> **Directions for this task**
Lines containing the word "types" are to be copied from the data below.

> **Data to examine**
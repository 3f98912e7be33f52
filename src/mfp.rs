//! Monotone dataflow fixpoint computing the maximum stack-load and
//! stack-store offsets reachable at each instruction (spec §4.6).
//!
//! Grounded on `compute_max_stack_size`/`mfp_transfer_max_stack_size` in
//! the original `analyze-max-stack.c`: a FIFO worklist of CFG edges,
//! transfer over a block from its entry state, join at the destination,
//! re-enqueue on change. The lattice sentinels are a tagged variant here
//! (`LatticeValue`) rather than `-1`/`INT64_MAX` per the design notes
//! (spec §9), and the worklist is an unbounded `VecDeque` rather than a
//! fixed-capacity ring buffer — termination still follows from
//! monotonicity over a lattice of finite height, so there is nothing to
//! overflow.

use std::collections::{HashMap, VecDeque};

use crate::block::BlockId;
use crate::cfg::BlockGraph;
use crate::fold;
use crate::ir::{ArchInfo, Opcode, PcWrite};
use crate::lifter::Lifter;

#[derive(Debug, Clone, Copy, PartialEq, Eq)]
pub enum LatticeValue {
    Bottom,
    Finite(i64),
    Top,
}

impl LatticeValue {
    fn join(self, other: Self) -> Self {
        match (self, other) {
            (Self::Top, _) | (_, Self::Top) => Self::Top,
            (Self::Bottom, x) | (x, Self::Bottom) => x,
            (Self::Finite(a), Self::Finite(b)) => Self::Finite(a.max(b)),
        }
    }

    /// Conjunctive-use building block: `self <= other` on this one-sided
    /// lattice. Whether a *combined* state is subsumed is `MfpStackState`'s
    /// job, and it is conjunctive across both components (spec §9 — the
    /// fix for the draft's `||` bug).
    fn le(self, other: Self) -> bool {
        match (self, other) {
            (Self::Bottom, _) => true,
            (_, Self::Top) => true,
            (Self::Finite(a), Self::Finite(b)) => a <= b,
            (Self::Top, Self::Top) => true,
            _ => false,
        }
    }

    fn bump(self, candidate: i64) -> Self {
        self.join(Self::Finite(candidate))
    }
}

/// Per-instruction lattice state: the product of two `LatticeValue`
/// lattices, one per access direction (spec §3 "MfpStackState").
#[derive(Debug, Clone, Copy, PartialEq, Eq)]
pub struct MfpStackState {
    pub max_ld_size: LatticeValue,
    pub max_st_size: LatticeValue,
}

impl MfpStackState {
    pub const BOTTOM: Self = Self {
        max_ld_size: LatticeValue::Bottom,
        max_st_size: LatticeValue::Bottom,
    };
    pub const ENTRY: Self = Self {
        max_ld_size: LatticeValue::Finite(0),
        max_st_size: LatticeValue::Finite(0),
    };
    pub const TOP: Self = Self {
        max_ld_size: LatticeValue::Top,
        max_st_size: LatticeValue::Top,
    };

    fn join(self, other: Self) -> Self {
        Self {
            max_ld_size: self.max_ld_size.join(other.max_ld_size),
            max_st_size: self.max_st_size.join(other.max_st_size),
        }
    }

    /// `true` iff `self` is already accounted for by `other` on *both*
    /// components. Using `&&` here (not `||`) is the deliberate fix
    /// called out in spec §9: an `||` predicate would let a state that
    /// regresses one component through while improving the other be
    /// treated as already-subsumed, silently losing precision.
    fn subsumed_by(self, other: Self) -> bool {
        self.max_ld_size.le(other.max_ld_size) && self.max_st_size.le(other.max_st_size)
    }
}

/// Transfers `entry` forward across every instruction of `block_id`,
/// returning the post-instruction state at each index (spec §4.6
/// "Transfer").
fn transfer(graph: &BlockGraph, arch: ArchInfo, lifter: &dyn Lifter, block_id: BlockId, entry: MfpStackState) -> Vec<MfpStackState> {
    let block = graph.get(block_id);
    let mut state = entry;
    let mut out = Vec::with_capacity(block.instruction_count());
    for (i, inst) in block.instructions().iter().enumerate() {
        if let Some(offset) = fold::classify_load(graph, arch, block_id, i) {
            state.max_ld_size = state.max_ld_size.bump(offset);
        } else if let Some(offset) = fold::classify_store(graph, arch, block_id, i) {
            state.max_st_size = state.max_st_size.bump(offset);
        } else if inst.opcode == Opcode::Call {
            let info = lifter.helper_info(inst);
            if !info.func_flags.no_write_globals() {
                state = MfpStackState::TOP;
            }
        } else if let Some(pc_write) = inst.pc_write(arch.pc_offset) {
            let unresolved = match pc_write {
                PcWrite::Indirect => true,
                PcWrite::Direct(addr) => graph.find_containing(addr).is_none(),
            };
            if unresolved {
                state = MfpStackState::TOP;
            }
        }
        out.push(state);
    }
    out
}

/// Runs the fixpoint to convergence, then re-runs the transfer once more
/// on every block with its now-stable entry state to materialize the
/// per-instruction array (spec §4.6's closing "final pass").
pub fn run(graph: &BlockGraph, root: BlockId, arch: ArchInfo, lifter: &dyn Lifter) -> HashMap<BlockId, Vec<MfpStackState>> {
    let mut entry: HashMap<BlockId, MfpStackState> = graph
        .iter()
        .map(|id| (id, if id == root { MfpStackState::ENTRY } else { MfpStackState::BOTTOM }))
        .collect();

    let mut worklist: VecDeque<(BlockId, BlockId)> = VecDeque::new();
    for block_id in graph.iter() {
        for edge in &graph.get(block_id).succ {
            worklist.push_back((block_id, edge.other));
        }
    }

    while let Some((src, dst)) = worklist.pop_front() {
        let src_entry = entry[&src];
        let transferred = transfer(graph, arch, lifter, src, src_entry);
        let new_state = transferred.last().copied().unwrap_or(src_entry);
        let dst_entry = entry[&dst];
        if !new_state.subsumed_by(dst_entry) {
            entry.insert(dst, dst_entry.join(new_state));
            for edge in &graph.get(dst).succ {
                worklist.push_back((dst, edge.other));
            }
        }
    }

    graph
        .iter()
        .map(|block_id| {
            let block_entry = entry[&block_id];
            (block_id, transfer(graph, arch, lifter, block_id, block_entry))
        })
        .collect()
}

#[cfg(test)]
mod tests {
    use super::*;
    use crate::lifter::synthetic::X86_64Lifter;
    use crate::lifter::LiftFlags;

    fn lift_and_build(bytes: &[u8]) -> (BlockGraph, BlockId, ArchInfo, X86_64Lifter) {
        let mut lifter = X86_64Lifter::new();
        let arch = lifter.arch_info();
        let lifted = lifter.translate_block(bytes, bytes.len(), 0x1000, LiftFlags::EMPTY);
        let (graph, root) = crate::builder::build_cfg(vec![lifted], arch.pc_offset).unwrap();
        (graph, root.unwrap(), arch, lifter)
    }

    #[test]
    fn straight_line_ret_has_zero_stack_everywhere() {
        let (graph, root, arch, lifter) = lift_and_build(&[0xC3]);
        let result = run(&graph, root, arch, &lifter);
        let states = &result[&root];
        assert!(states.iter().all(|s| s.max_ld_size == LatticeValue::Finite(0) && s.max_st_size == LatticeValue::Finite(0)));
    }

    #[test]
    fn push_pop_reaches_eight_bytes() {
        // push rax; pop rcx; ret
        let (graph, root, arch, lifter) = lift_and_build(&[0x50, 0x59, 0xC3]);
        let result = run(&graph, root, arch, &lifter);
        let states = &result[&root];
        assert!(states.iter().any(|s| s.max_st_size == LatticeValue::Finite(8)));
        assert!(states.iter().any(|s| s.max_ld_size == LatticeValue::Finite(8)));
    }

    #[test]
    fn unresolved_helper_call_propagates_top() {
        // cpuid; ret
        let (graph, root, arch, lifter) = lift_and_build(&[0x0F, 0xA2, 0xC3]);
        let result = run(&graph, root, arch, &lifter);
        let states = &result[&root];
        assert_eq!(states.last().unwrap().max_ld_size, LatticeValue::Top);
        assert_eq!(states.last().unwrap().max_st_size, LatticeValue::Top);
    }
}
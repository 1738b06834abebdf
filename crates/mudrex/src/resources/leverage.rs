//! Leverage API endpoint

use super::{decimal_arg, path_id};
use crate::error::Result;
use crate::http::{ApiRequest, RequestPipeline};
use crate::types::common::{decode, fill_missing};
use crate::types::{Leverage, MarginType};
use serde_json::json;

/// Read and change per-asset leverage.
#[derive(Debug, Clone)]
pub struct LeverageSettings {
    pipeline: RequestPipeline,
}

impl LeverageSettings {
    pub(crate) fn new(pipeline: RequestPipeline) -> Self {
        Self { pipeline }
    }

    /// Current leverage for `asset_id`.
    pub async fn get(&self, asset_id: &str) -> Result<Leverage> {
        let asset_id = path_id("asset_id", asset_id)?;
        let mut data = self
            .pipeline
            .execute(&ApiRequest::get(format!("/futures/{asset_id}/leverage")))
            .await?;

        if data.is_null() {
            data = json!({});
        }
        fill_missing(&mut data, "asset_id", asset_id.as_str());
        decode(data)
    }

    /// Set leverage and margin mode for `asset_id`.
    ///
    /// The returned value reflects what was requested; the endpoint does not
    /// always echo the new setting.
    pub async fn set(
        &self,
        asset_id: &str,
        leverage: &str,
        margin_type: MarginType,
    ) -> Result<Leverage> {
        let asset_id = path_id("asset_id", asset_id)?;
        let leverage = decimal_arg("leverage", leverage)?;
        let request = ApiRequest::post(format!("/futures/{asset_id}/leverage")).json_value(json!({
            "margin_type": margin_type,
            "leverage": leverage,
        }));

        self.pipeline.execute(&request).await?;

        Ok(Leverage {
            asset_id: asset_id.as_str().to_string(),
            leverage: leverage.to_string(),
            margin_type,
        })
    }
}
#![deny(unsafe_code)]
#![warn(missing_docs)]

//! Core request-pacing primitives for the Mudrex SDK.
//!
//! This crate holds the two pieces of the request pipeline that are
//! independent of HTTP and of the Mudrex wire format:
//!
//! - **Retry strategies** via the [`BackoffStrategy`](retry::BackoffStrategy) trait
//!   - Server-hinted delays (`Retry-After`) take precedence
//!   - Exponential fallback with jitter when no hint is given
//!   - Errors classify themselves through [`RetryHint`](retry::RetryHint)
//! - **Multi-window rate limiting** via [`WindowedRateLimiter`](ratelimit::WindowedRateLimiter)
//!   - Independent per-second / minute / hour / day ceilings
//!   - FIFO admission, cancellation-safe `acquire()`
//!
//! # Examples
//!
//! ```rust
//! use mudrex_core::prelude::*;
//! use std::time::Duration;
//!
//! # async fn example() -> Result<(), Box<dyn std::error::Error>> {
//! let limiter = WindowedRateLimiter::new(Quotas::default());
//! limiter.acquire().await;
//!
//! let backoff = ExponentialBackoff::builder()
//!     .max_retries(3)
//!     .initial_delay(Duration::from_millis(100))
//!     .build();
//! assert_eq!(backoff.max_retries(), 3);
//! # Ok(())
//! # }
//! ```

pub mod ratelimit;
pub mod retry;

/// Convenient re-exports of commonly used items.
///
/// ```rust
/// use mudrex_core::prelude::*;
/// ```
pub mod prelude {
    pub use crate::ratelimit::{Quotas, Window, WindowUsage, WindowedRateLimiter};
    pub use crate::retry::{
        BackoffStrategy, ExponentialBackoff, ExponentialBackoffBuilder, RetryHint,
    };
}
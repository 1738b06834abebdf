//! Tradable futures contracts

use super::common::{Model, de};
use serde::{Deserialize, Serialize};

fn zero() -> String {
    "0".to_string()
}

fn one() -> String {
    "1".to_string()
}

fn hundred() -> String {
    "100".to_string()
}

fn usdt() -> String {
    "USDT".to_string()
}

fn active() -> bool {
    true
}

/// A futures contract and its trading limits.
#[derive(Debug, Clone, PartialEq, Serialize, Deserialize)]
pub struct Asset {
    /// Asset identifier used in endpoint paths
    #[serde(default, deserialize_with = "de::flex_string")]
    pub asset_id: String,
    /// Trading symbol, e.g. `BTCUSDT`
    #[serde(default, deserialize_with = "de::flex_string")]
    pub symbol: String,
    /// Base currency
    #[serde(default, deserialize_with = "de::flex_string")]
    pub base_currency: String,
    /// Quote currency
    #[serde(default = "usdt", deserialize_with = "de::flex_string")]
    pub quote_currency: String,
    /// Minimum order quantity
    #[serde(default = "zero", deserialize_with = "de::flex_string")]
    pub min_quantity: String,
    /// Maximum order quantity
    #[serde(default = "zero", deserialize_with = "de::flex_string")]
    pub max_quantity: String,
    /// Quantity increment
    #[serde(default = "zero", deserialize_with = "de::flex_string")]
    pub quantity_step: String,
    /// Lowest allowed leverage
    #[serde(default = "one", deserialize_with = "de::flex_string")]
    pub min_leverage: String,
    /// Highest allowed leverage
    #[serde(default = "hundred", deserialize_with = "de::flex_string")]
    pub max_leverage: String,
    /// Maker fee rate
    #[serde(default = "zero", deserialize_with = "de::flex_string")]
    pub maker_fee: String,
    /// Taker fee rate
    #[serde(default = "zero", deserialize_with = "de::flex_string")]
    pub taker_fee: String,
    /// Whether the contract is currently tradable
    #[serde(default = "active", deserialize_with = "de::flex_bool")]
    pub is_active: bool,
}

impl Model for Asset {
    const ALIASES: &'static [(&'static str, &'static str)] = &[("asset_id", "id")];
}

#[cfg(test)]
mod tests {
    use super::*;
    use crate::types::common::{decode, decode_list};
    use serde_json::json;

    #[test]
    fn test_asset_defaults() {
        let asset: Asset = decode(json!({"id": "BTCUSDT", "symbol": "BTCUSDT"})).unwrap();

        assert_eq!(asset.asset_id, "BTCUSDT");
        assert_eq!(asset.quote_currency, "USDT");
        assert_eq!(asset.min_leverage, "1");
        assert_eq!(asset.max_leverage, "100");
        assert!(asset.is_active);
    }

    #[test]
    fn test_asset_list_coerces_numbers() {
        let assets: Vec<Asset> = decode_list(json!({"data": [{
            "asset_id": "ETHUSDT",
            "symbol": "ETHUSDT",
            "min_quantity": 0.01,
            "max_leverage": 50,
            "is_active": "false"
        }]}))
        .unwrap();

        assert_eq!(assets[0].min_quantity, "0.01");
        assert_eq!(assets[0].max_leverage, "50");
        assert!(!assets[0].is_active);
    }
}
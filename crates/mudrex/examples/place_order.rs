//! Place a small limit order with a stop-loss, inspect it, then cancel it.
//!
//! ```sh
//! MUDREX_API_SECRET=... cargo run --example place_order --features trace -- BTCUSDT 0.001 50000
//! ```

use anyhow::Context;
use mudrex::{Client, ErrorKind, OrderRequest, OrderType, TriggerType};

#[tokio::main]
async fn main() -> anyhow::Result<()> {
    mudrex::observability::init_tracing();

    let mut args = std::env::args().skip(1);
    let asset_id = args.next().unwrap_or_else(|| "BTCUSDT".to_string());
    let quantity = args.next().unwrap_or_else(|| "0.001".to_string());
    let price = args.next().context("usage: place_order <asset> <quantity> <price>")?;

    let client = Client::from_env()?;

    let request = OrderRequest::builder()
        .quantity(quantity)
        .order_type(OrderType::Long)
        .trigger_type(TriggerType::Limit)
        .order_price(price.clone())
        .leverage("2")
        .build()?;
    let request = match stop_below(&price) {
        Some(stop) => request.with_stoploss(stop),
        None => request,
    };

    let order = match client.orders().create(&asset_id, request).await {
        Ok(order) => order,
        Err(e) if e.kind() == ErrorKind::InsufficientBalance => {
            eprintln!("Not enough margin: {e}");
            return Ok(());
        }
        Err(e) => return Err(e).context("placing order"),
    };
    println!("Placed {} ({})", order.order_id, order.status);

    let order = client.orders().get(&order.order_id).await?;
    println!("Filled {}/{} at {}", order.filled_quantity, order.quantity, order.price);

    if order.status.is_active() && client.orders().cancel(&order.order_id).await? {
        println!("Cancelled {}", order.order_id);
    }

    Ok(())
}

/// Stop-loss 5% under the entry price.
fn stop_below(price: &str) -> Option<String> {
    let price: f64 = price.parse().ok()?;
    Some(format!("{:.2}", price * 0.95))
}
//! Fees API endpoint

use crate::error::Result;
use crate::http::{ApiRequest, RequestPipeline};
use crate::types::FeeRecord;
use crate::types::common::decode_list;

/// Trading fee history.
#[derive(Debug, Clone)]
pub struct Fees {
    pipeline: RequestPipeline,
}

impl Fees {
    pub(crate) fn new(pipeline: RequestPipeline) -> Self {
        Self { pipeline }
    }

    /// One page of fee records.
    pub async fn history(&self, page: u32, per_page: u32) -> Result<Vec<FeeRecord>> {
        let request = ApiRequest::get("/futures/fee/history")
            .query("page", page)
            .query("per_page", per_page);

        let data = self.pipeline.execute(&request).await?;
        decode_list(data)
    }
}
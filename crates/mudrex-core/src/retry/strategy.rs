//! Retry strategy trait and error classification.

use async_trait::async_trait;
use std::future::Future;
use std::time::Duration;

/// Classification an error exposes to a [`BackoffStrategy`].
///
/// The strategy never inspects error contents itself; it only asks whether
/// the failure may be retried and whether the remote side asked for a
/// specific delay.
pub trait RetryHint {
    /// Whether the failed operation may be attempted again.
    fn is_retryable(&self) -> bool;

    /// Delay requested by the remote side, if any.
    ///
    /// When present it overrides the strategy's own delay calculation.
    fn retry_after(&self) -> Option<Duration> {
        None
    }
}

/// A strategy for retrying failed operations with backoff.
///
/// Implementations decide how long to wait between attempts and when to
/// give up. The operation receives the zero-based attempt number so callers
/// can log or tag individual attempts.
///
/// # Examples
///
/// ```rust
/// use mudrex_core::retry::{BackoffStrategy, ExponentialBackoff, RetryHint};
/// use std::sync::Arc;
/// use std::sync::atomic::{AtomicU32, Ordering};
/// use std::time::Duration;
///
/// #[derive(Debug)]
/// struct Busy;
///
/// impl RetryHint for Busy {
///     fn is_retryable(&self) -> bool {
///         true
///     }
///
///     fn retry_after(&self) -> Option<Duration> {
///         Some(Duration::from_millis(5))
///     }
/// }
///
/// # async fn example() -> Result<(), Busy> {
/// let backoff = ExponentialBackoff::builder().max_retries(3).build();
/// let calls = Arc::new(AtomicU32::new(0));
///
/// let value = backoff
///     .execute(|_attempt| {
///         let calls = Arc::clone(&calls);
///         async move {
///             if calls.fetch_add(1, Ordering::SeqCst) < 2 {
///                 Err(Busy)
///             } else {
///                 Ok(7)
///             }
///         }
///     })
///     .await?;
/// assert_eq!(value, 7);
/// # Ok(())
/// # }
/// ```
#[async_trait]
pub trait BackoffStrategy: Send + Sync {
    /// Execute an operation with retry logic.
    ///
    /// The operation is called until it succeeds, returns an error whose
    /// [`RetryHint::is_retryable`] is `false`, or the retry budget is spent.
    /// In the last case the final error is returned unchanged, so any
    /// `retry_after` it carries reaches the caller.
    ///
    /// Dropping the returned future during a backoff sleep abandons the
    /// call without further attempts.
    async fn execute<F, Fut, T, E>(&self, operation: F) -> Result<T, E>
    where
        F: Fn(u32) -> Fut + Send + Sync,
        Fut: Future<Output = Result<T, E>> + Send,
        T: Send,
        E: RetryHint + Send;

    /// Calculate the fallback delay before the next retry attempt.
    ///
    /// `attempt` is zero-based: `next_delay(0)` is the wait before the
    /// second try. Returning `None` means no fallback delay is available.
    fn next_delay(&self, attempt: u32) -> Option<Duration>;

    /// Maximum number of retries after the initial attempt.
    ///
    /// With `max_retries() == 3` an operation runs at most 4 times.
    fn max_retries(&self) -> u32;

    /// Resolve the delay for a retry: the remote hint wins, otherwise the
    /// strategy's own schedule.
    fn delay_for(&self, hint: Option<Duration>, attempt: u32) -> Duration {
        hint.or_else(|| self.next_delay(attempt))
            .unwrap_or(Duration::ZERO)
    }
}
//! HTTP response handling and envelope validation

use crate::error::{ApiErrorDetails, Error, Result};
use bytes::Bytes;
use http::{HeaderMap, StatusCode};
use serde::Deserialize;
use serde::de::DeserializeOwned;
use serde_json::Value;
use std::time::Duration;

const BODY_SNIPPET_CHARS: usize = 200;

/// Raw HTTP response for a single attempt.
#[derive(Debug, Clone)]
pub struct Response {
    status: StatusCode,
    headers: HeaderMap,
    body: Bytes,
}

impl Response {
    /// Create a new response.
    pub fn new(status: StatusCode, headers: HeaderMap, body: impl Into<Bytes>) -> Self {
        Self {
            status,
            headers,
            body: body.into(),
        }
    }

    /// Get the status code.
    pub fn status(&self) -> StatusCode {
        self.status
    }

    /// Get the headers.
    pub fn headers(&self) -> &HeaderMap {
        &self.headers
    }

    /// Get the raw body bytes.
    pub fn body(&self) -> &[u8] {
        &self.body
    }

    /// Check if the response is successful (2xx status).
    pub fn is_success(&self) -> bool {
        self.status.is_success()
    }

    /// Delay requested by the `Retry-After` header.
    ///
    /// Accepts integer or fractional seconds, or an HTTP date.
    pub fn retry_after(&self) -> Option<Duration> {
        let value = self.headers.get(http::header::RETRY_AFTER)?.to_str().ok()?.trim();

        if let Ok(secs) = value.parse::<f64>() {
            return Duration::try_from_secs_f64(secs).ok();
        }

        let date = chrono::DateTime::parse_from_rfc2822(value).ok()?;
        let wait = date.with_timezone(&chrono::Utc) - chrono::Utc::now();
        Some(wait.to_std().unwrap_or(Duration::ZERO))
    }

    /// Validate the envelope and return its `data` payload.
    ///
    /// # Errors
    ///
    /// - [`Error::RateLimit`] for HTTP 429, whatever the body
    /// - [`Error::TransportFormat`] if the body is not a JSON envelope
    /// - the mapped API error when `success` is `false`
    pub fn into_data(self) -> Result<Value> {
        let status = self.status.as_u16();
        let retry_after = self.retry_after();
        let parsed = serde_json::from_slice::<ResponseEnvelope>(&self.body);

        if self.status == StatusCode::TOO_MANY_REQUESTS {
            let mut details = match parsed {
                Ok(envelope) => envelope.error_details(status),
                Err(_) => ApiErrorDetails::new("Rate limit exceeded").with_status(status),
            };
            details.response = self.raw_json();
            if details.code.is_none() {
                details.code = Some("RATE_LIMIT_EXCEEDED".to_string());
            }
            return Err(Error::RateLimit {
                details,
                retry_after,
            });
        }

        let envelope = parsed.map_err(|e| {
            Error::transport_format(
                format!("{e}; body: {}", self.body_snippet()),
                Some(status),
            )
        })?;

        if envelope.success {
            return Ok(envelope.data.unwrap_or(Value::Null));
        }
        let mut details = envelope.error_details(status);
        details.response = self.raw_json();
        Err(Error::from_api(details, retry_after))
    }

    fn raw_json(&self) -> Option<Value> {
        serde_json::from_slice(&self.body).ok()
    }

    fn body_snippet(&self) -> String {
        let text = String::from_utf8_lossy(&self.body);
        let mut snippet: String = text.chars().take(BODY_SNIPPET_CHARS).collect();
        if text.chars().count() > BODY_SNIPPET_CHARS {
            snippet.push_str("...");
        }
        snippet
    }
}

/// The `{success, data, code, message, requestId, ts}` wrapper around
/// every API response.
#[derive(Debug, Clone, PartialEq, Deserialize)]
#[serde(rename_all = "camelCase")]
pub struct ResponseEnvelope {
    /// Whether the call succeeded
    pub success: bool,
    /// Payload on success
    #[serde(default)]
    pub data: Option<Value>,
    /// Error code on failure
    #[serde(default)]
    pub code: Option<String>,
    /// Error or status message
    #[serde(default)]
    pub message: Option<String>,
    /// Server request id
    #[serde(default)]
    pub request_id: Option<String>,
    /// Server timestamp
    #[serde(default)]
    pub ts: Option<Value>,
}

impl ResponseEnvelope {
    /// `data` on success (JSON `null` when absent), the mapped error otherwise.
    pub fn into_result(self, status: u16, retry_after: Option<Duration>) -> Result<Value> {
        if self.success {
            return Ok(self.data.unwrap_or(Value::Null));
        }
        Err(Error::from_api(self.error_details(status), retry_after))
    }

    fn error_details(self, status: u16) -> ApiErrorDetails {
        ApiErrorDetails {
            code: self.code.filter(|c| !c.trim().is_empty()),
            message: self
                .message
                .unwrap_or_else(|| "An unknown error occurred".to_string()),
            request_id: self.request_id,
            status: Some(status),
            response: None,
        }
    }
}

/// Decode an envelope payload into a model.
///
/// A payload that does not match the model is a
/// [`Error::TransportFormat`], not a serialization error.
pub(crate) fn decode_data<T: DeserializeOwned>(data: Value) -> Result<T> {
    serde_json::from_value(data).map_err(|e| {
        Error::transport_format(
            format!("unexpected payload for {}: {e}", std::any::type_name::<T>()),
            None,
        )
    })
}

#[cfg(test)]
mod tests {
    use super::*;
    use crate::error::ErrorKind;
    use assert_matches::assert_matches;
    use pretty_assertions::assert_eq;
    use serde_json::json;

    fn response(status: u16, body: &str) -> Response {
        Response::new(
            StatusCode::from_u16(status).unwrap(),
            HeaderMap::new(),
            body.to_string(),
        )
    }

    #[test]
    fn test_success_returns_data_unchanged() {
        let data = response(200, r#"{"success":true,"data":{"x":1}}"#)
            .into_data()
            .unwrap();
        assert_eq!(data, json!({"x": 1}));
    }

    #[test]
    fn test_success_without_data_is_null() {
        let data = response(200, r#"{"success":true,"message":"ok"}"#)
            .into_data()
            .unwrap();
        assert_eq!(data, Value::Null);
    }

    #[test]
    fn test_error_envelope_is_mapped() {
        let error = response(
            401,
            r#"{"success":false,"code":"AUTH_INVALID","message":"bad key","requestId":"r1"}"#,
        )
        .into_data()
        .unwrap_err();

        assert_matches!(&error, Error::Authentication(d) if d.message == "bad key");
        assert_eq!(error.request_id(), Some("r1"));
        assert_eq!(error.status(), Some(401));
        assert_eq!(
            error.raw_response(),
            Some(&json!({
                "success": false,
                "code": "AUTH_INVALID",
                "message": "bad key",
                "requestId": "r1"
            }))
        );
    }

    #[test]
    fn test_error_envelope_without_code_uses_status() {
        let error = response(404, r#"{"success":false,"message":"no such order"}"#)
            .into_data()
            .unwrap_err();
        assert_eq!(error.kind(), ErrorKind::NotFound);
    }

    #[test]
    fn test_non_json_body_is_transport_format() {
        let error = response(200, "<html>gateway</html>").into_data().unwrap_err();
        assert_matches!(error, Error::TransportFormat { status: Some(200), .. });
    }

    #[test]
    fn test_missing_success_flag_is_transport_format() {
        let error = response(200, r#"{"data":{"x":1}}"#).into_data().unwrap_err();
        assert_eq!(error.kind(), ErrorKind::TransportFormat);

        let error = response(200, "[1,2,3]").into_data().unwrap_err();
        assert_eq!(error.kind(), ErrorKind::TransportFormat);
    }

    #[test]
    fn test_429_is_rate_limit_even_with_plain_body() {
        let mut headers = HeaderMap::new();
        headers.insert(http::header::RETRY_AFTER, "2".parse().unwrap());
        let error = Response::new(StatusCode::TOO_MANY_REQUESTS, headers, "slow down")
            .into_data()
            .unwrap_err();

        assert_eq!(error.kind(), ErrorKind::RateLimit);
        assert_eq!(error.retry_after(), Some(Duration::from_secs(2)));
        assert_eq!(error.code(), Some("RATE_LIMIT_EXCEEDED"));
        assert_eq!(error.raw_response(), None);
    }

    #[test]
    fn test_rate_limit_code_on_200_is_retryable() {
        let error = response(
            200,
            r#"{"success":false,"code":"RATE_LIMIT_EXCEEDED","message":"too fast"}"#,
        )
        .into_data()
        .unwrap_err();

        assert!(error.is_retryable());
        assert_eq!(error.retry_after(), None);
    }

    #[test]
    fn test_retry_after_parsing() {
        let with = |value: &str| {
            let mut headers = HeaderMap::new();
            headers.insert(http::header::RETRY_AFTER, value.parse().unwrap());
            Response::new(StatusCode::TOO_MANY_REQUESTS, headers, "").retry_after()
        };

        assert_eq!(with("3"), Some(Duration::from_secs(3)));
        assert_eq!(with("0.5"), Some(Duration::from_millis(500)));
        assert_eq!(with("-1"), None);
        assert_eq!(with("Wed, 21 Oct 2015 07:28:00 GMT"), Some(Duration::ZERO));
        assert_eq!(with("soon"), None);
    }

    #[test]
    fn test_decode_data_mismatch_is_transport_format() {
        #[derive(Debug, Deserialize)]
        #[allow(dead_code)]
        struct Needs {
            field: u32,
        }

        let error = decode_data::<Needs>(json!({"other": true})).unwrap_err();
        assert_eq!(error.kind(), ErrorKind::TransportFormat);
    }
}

> **Solution for this exercise**
use crate::types::common::{decode, fill_missing};
use crate::types::{Leverage, MarginType};
    use crate::types::common::{decode, decode_list};
use crate::types::FeeRecord;
use crate::types::common::decode_list;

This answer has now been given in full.